Additional Factual Allegations Against Portfolio Recovery Associates

  1. Portfolio Recovery Associates has continued to collect against Plaintiff when Plaintiff did not owe any money to Portfolio Recovery Associates on this account, which violates the alleged agreement creating this debt as the agreement does not allow for collecting a debt that is zero from anyone, including Plaintiff.
  2. Portfolio Recovery Associates has misrepresented the debt as being owed, when it was not owed after the $1,016 payment on or about June 1, 2017.
  3. Portfolio Recovery Associates has misrepresented the debt, including the legal status of the debt, as none was owed after the $1,016 payment on or about June 1, 2017.
  4. Portfolio Recovery Associates has taken action it knows is illegal including false credit reporting.
  5. Portfolio Recovery Associates knew that by its conduct described in this Complaint that the natural consequence – the desired consequence – would be that Plaintiff would be harassed, oppressed, and abused by the collection activities and by all other wrongful acts described in this Complaint.
  6. The debt being collected is a consumer debt as defined by the FDCPA.
  7. Plaintiff is a “consumer” as defined by the FDCPA.
  8. Portfolio Recovery Associates is a “debt collector” as defined by the FDCPA as when it allegedly received the supposed debt owed by Plaintiff, the alleged debt was in default and the collecting of defaulted debt is a major part of the business of Portfolio Recovery Associates.

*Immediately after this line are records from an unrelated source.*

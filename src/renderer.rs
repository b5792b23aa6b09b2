//! Template rendering for gootstrap.
//! Substitutes `{{.Name}}` placeholders with values from a [`RenderContext`]
//! and writes rendered or verbatim-copied files into the output tree.

use crate::context::RenderContext;
use crate::error::{Error, Result};
use log::debug;
use regex::Regex;
use std::fs;
use std::io::Write;
use std::path::Path;

/// Matches `{{.Name}}`, tolerating whitespace inside the braces.
const PLACEHOLDER_PATTERN: &str = r"\{\{\s*\.([A-Za-z_][A-Za-z0-9_]*)\s*\}\}";

/// Matches anything that opens like a placeholder, well-formed or not.
const MARKER_PATTERN: &str = r"\{\{-?\s*\.[^{}\n]*(?:\}\})?";

/// Trait for template rendering engines.
pub trait TemplateRenderer {
    /// Renders a template string with the given context.
    ///
    /// # Arguments
    /// * `name` - Template name used in error messages
    /// * `template` - Template string to render
    /// * `context` - Values for the placeholders
    ///
    /// # Returns
    /// * `Result<String>` - Rendered template string
    fn render(&self, name: &str, template: &str, context: &RenderContext) -> Result<String>;
}

/// Named-variable substitution with no other template syntax.
///
/// Text that opens like a placeholder (`{{.`, `{{- .`) but is not a plain
/// `{{.Name}}` is rejected rather than written out unsubstituted.
pub struct PlaceholderRenderer {
    pattern: Regex,
    marker: Regex,
}

impl PlaceholderRenderer {
    pub fn new() -> Self {
        let pattern = Regex::new(PLACEHOLDER_PATTERN).expect("placeholder pattern is valid");
        let marker = Regex::new(MARKER_PATTERN).expect("marker pattern is valid");
        Self { pattern, marker }
    }

    /// Returns the first placeholder-like marker that is not a well-formed placeholder.
    fn malformed<'t>(&self, template: &'t str) -> Option<&'t str> {
        self.marker
            .find_iter(template)
            .find(|marker| {
                self.pattern
                    .find_at(template, marker.start())
                    .map_or(true, |placeholder| placeholder.start() != marker.start())
            })
            .map(|marker| marker.as_str())
    }
}

impl Default for PlaceholderRenderer {
    fn default() -> Self {
        PlaceholderRenderer::new()
    }
}

impl TemplateRenderer for PlaceholderRenderer {
    /// Replaces every placeholder with its literal context value.
    ///
    /// # Errors
    /// * `Error::UnknownPlaceholder` for the first malformed placeholder, or else
    ///   the first placeholder missing from `context`
    fn render(&self, name: &str, template: &str, context: &RenderContext) -> Result<String> {
        if let Some(marker) = self.malformed(template) {
            return Err(Error::UnknownPlaceholder {
                name: marker.to_string(),
                template: name.to_string(),
            });
        }

        let mut rendered = String::with_capacity(template.len());
        let mut last = 0;

        for captures in self.pattern.captures_iter(template) {
            let (Some(whole), Some(key)) = (captures.get(0), captures.get(1)) else {
                continue;
            };
            let value = context.get(key.as_str()).ok_or_else(|| Error::UnknownPlaceholder {
                name: key.as_str().to_string(),
                template: name.to_string(),
            })?;
            rendered.push_str(&template[last..whole.start()]);
            rendered.push_str(value);
            last = whole.end();
        }
        rendered.push_str(&template[last..]);

        Ok(rendered)
    }
}

/// What was done with a template file.
#[derive(Debug, Clone, Copy, PartialEq, Eq)]
pub enum FileOperation {
    /// Text template, placeholders substituted.
    Render,
    /// Non-text file, bytes copied verbatim.
    Copy,
}

impl std::fmt::Display for FileOperation {
    fn fmt(&self, f: &mut std::fmt::Formatter<'_>) -> std::fmt::Result {
        match self {
            FileOperation::Render => write!(f, "Rendered"),
            FileOperation::Copy => write!(f, "Copied"),
        }
    }
}

/// Returns the template text if `content` is a text file, `None` for binary content.
pub fn as_text(content: &[u8]) -> Option<&str> {
    if content.contains(&0) {
        return None;
    }
    std::str::from_utf8(content).ok()
}

/// Renders one template file from `source` into a fresh file at `target`.
///
/// Text files go through `renderer`; binary files are copied byte for byte.
/// The target file keeps the source file's permission bits.
///
/// # Errors
/// * `Error::TemplateTreeUnreadable` if the source cannot be read
/// * `Error::UnknownPlaceholder` if substitution fails
/// * `Error::WriteFailure` if the target exists or cannot be written
pub fn render_file(
    renderer: &dyn TemplateRenderer,
    name: &str,
    source: &Path,
    target: &Path,
    context: &RenderContext,
) -> Result<FileOperation> {
    let content = fs::read(source)
        .map_err(|e| Error::TemplateTreeUnreadable { path: source.to_path_buf(), source: e })?;
    let permissions = fs::metadata(source)
        .map_err(|e| Error::TemplateTreeUnreadable { path: source.to_path_buf(), source: e })?
        .permissions();

    let (operation, bytes) = match as_text(&content) {
        Some(text) => (FileOperation::Render, renderer.render(name, text, context)?.into_bytes()),
        None => {
            debug!("'{name}' is not a text file, copying verbatim");
            (FileOperation::Copy, content)
        }
    };

    write_new_file(target, &bytes)?;
    fs::set_permissions(target, permissions)
        .map_err(|source| Error::WriteFailure { path: target.to_path_buf(), source })?;

    debug!("{operation} file: '{}'", target.display());
    Ok(operation)
}

fn write_new_file(target: &Path, bytes: &[u8]) -> Result<()> {
    let mut file = fs::OpenOptions::new()
        .write(true)
        .create_new(true)
        .open(target)
        .map_err(|source| Error::WriteFailure { path: target.to_path_buf(), source })?;
    file.write_all(bytes)
        .map_err(|source| Error::WriteFailure { path: target.to_path_buf(), source })
}

#[cfg(test)]
mod tests {
    use super::*;

    fn context(pairs: &[(&str, &str)]) -> RenderContext {
        pairs.iter().copied().collect()
    }

    #[test]
    fn test_malformed_finds_first_bad_marker() {
        let renderer = PlaceholderRenderer::new();
        assert_eq!(renderer.malformed("{{.Project}} {{ .Project }}"), None);
        assert_eq!(renderer.malformed("{{.Project}} {{.Docker.Img}}"), Some("{{.Docker.Img}}"));
        assert_eq!(renderer.malformed("x {{- .Project -}}"), Some("{{- .Project -}}"));
        assert_eq!(renderer.malformed("x {{.Project"), Some("{{.Project"));
    }

    #[test]
    fn test_as_text() {
        assert_eq!(as_text(b"appname = x"), Some("appname = x"));
        assert_eq!(as_text(&[0x89, b'P', b'N', b'G']), None);
        assert_eq!(as_text(b"a\0b"), None);
    }

    #[test]
    fn test_value_is_inserted_literally() {
        let renderer = PlaceholderRenderer::new();
        let result = renderer
            .render("a.txt", "{{.Project}}", &context(&[("Project", "{{.Other}} & $x")]))
            .unwrap();
        assert_eq!(result, "{{.Other}} & $x");
    }
}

  9. Portfolio Recovery Associates has full knowledge of what it is doing by its wrongful collection activities including illegal credit reporting – it is a sophisticated debt collector and the decisions outlined in this Complaint and that will be shown through discovery were not “rogue” or “outlier” decisions but instead represent a well thought out plan and scheme to take money from Alabama consumers (including Plaintiff) that Portfolio Recovery Associates has no right to take under state law, the FCRA and under the FDCPA.
  10. The conduct of the Portfolio Recovery Associates has proximately caused Plaintiff past and future monetary loss, past and future damage to Plaintiff’s credit and credit worthiness, past and future mental distress and emotional anguish, and other damages that will be presented to the trier of fact.
  11. It is a practice of the Portfolio Recovery Associates to maliciously, willfully, recklessly, wantonly and/or negligently ignore and refuse to follow the requirements of the FDCPA, FCRA, and state law.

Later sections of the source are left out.